Virtual reality is an up-and-coming industry. Thanks to advancements in technology, it’s becoming more and more common, and is being utilized in many different ways — from entertainment to medical training, and even military instruction. Hashem has given society this phenomenal tool. What can virtual reality teach us about avodas Hashem?
On a recent trip to Eretz Yisrael, I had the opportunity to visit the Kosel. While I was there, I decided to try the “new” (it opened a few years back) virtual reality experience, titled “A Look Into the Past.” This technology allows one to be “transported” back in time, via virtual reality, to the era of Bayis Sheini — all for just a few shekels. And I have to say, I was blown away. As you probably know, “A Look Into the Past” is located just a few meters from the Kosel. And yet, something about the VR experience made me feel like I was almost in the Beis Hamikdash. Even though the images of the Beis Hamikdash were computer-generated and not “real,” I still had this feeling that I was approaching the Beis Hamikdash.

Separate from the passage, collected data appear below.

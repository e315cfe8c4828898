//! Initial block download bookkeeping.
//!
//! The peer manager elects one peer as the sync source when its best
//! announced height is far past our tip, then keeps a `getblocks`
//! pipeline running against it until we catch up. This type only holds
//! the bookkeeping; the decisions live in the manager.

use std::collections::HashSet;
use std::net::SocketAddr;
use std::sync::atomic::{AtomicBool, Ordering};
use std::sync::Arc;

use thunderbolt_chain::block;

/// The sync controller's state.
pub struct SyncState {
    /// The elected sync peer, while initial block download is running.
    sync_peer: Option<SocketAddr>,
    /// Blocks requested from the sync peer and not yet received.
    outstanding: HashSet<block::Hash>,
    /// Shared with RPC for `isInitialBlockDownload`.
    is_ibd: Arc<AtomicBool>,
}

impl SyncState {
    pub fn new(is_ibd: Arc<AtomicBool>) -> SyncState {
        SyncState {
            sync_peer: None,
            outstanding: HashSet::new(),
            is_ibd,
        }
    }

    pub fn sync_peer(&self) -> Option<SocketAddr> {
        self.sync_peer
    }

    pub fn is_syncing(&self) -> bool {
        self.sync_peer.is_some()
    }

    pub fn begin(&mut self, peer: SocketAddr) {
        self.sync_peer = Some(peer);
        self.outstanding.clear();
        self.is_ibd.store(true, Ordering::SeqCst);
    }

    pub fn finish(&mut self) {
        self.sync_peer = None;
        self.outstanding.clear();
        self.is_ibd.store(false, Ordering::SeqCst);
    }

    pub fn record_requested(&mut self, hash: block::Hash) {
        self.outstanding.insert(hash);
    }

    /// Mark a block received; returns true when the pipeline drained.
    pub fn record_received(&mut self, hash: &block::Hash) -> bool {
        self.outstanding.remove(hash);
        self.outstanding.is_empty()
    }

    pub fn outstanding_len(&self) -> usize {
        self.outstanding.len()
    }
}

#[cfg(test)]
mod tests {
    use super::*;

    #[test]
    fn sync_lifecycle_flips_the_ibd_flag() {
        let flag = Arc::new(AtomicBool::new(false));
        let mut sync = SyncState::new(flag.clone());

        assert!(!sync.is_syncing());

        let peer = "127.0.0.1:8533".parse().unwrap();
        sync.begin(peer);
        assert!(sync.is_syncing());
        assert!(flag.load(Ordering::SeqCst));

        sync.record_requested(block::Hash([1u8; 32]));
        sync.record_requested(block::Hash([2u8; 32]));
        assert!(!sync.record_received(&block::Hash([1u8; 32])));
        assert!(sync.record_received(&block::Hash([2u8; 32])));

        sync.finish();
        assert!(!sync.is_syncing());
        assert!(!flag.load(Ordering::SeqCst));
    }
}
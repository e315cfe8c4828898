use crate::{SerializationError, ThunderboltDeserialize, ThunderboltSerialize};

/// A Cached type is an option that is never serialized.
///
/// It can be added to any struct without risking a consensus break.
#[derive(Clone, Copy, Eq, Serialize, Deserialize)]
pub struct Cached<T: Clone + Copy>(Option<T>);

impl<T: Clone + Copy> Cached<T> {
    pub fn new() -> Cached<T> {
        Cached(None)
    }
    pub fn from(val: T) -> Cached<T> {
        Cached(Some(val))
    }
    pub fn value(&self) -> Option<T> {
        self.0
    }
    pub fn has_value(&self) -> bool {
        self.0.is_some()
    }
}

impl<T: Clone + Copy> Default for Cached<T> {
    fn default() -> Self {
        Cached::new()
    }
}

/// Returns false only if the two items both have a full cache and their values differ
///
/// This allows us to generate items with empty caches for testing purposes and compare
/// them to their deserialized counterparts without modification. Recall that caches are
/// always populated during deserialization.
impl<T: PartialEq + Copy> PartialEq for Cached<T> {
    fn eq(&self, other: &Self) -> bool {
        match self.0 {
            None => true,
            Some(val) => {
                if let Some(rhs) = other.0 {
                    val == rhs
                } else {
                    true
                }
            }
        }
    }
}

impl<T: Clone + Copy> std::fmt::Debug for Cached<T>
where
    T: std::fmt::Debug,
{
    fn fmt(&self, f: &mut std::fmt::Formatter<'_>) -> std::fmt::Result {
        self.0.fmt(f)?;
        Ok(())
    }
}

impl<T: Clone + Copy> ThunderboltSerialize for Cached<T> {
    fn thunderbolt_serialize<W>(&self, _: W) -> Result<(), std::io::Error>
    where
        W: std::io::Write,
    {
        Ok(())
    }
}

impl<T: Clone + Copy> ThunderboltDeserialize for Cached<T> {
    fn thunderbolt_deserialize<R: std::io::Read>(
        _: R,
    ) -> std::result::Result<Self, SerializationError> {
        Ok(Cached(None))
    }
}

What a great moment, feeling as if I was actually seeing the edifice of 2,000 years ago — even as I knew that I was certainly not. This got me thinking. If the graphics don’t make the virtual reality environment “real,” what is it that’s tricking my brain and telling me that I’m approaching the actual Beis Hamikdash, even as I know that I’m really not? I believe the answer is contained in one word: Immersion. The VR experience takes a person and plugs his or her senses into a new environment. So, even though I was intellectually aware that I was not in the Beis Hamikdash, my senses were able to feel as though I was. Where is VR utilized? The technology has many applications, but the average person who’s familiar with VR probably knows of it mainly from the world of video games. The idea behind using VR in a video game is the same as it is when it comes to the Kosel’s “A Look Into the Past.” Game manufacturers want the player’s senses to be fully immersed in a particular environment. Taking the idea of VR video games farther, we can use it as a parable for our own beliefs. The goings-on in the world in general, and in our lives specifically, are “programmed” by Hashem.

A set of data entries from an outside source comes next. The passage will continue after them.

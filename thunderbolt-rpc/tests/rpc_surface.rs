//! The RPC surface, exercised over a live engine actor and peer set.

use std::sync::Arc;

use secp256k1::{PublicKey, Secp256k1, SecretKey};
use tokio::sync::{mpsc, watch};

use thunderbolt_chain::{parameters::Network, transparent::LockScript};
use thunderbolt_consensus::{
    chain::ChainEngine,
    mempool::Mempool,
    service::{self, ChainHandle},
};
use thunderbolt_network::PeerSetHandle;
use thunderbolt_rpc::{ErrorKind, NodeStatus, Rpc};
use thunderbolt_state::{Config as StateConfig, FinalizedState};

struct TestNode {
    _dir: tempfile::TempDir,
    rpc: Rpc,
    chain: ChainHandle,
    _peers: PeerSetHandle,
    _shutdown: watch::Sender<bool>,
}

fn payout_lock() -> LockScript {
    let secp = Secp256k1::new();
    let secret = SecretKey::from_slice(&[11u8; 32]).expect("constant key is valid");
    let public = PublicKey::from_secret_key(&secp, &secret);
    LockScript::single_sig(public.serialize().to_vec())
}

async fn start_node() -> TestNode {
    thunderbolt_test::init();

    let dir = tempfile::tempdir().unwrap();
    let state_config = StateConfig {
        cache_dir: dir.path().to_path_buf(),
        segment_bytes: 4 * 1024 * 1024,
    };
    let state = FinalizedState::new(&state_config, Network::Testnet).unwrap();
    let engine = ChainEngine::new(state, Mempool::new(0), Network::Testnet).unwrap();
    let (chain, _chain_task) = service::spawn(engine);

    let (shutdown_tx, shutdown_rx) = watch::channel(false);
    let net_config = thunderbolt_network::Config {
        listen_addr: "127.0.0.1:0".parse().unwrap(),
        network: Network::Testnet,
        ..Default::default()
    };
    let (peers, _peer_task) = thunderbolt_network::init(net_config, chain.clone(), shutdown_rx)
        .await
        .unwrap();

    let (stop_tx, _stop_rx) = mpsc::channel(1);
    let rpc = Rpc::new(
        chain.clone(),
        peers.clone(),
        Network::Testnet,
        Some(payout_lock()),
        stop_tx,
    );

    TestNode {
        _dir: dir,
        rpc,
        chain,
        _peers: peers,
        _shutdown: shutdown_tx,
    }
}

#[tokio::test]
async fn info_reports_genesis_and_offline() {
    let node = start_node().await;

    let info = node.rpc.get_info().await.unwrap();
    assert_eq!(info.height, 0);
    assert_eq!(info.network, "testnet");
    assert_eq!(info.status, NodeStatus::Offline);
    assert!(!info.is_initial_block_download);

    assert_eq!(node.rpc.get_block_count().await.unwrap(), 0);
    assert_eq!(node.rpc.get_transaction_pool_count().await.unwrap(), 0);

    // At the pow limit the reported difficulty is exactly 1.
    let difficulty = node.rpc.get_difficulty().await.unwrap();
    assert!((difficulty - 1.0).abs() < 1e-6);
}

#[tokio::test]
async fn get_work_then_submit_block_extends_the_chain() {
    let node = start_node().await;

    let template = node.rpc.get_work().await.unwrap();
    assert_eq!(template.height.0, 1);

    // Grind the (easy) testnet target.
    let target = template.bits.to_expanded().unwrap();
    let mut nonce = 0u64;
    let block = loop {
        let candidate = template.build_block(nonce);
        if candidate.hash() <= target {
            break Arc::new(candidate);
        }
        nonce += 1;
    };

    assert!(node.rpc.submit_block(block.clone()).await.unwrap());

    assert_eq!(node.rpc.get_block_count().await.unwrap(), 1);
    assert_eq!(node.rpc.get_best_block_hash().await.unwrap(), block.hash());

    // The block and its coinbase are reachable through the surface.
    let fetched = node.rpc.get_block(block.hash()).await.unwrap();
    assert_eq!(fetched, block);

    let coinbase_id = block.transactions[0].hash();
    let location = node.rpc.get_transaction_metadata(coinbase_id).await.unwrap();
    assert_eq!(location.height.0, 1);
    assert_eq!(location.index, 0);

    let utxo = node.rpc.get_unspent_output(coinbase_id, 0).await.unwrap();
    assert!(utxo.from_coinbase);

    // The coinbase pays the configured lock; its address has a balance.
    let address = utxo.output.address_hash().unwrap();
    let balance = node.rpc.get_address_balance(address).await.unwrap();
    assert_eq!(balance, utxo.output.value.atoms() as u64);

    // The chain handle sees the same tip the RPC reports.
    let tip = node.chain.tip().await.unwrap();
    assert_eq!(tip.hash(), block.hash());
}

#[tokio::test]
async fn unknown_lookups_fail_with_validation_kind() {
    let node = start_node().await;

    let missing = node
        .rpc
        .get_block(thunderbolt_chain::block::Hash([9u8; 32]))
        .await
        .unwrap_err();
    assert_eq!(missing.kind, ErrorKind::Validation);

    let missing = node
        .rpc
        .get_peer_info("203.0.113.9:8533".parse().unwrap())
        .await
        .unwrap_err();
    assert_eq!(missing.kind, ErrorKind::Validation);
}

In a VR game, when a particular scenario or level is difficult to pass, every gamer knows that there must be a way forward. After all, who would design a game without a solution? We need to place that same trust in Hashem. He placed us in this virtual reality in which we live, and there’s no question that the mission he sent us on has a solution. This important reminder can be drawn from not only VR games, but really from any game at all. The universe was and is constantly designed by Hashem, the perfect Designer, and any time we see a microcosm of this idea, we should take chizuk from it. Perhaps, though, there’s a lesson for us specific to VR games: A player in a VR game is given a headset and a controller of some sort, and is thereby immersed into a scenario. In that new “world,” the subject is presented with a goal or goals, and he or she is provided with tools in that environment, by which the player can accomplish those goals. But, as immersed as the subject is, and as plugged-in as his or her senses are to the pretend surroundings, the player still has an awareness throughout the game that the experience is not truly reality. He or she knows that when the goggles come off, the real world will reappear. The VR experience brings home a fundamental concept in Judaism, one that is well paralleled in the VR game model. We’re taught that this world is the olam hadimyon, the world in which things only appear to be real. Simply put, Hashem created each of our neshamos in Heaven — and the soul’s natural environment is in that spiritual realm. Hashem took that neshamah, and placed it in a completely immersive environment. He attached it to a body, and enabled that body to fully engage with its surroundings. Each neshamah was given a mission. And throughout our lives in this world, we’re given tools to fulfi ll that goal. Just like in the VR game, if we look around, we can tell that most of what we’re seeing is not real.
Our rebbeim and our parents teach us from a young age that the Torah’s values — and not society’s values — are real and true. Like my chavrusa’s mother, Rebbetzin Rochel Birnbaum, always said whenever something broke, “Nothing lasts forever except Torah and mitzvos.” Hashem puts technology into the world for many reasons. Perhaps VR technology is here to remind us that just as man has conceived a model in which a real person is completely immersed in a fake world, so, too, Hashem conceived of this model. Let’s do our best to live our lives with the cognizance that when the “headset” comes off , Hashem will be there waiting for us, in the Olam HaEmes.